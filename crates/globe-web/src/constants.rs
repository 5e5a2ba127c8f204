// DOM hooks the host page provides for the globe's controls

pub const SPEED_SLIDER_SELECTOR: &str = "[aria-label=\"rotation-speed\"]";
pub const PAUSE_TOGGLE_SELECTOR: &str = "[aria-label=\"pause-toggle\"]";
pub const DEBUG_TOGGLE_SELECTOR: &str = "[aria-label=\"debug-toggle\"]";
pub const DEBUG_OVERLAY_ID: &str = "globe-debug";
pub const DEBUG_OVERLAY_TITLE: &str = "Globe debug";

**Work instructions**
An exact copy of every entry is the expected result.

**Exercise solution**
filename crates/globe-web/src/constants.rs
repository 5e5a2ba127c8f204
// DOM hooks the host page provides for the globe's controls

pub const SPEED_SLIDER_SELECTOR: &str = "[aria-label=\"rotation-speed\"]";
pub const PAUSE_TOGGLE_SELECTOR: &str = "[aria-label=\"pause-toggle\"]";
pub const DEBUG_TOGGLE_SELECTOR: &str = "[aria-label=\"debug-toggle\"]";
pub const DEBUG_OVERLAY_ID: &str = "globe-debug";
pub const DEBUG_OVERLAY_TITLE: &str = "Globe debug";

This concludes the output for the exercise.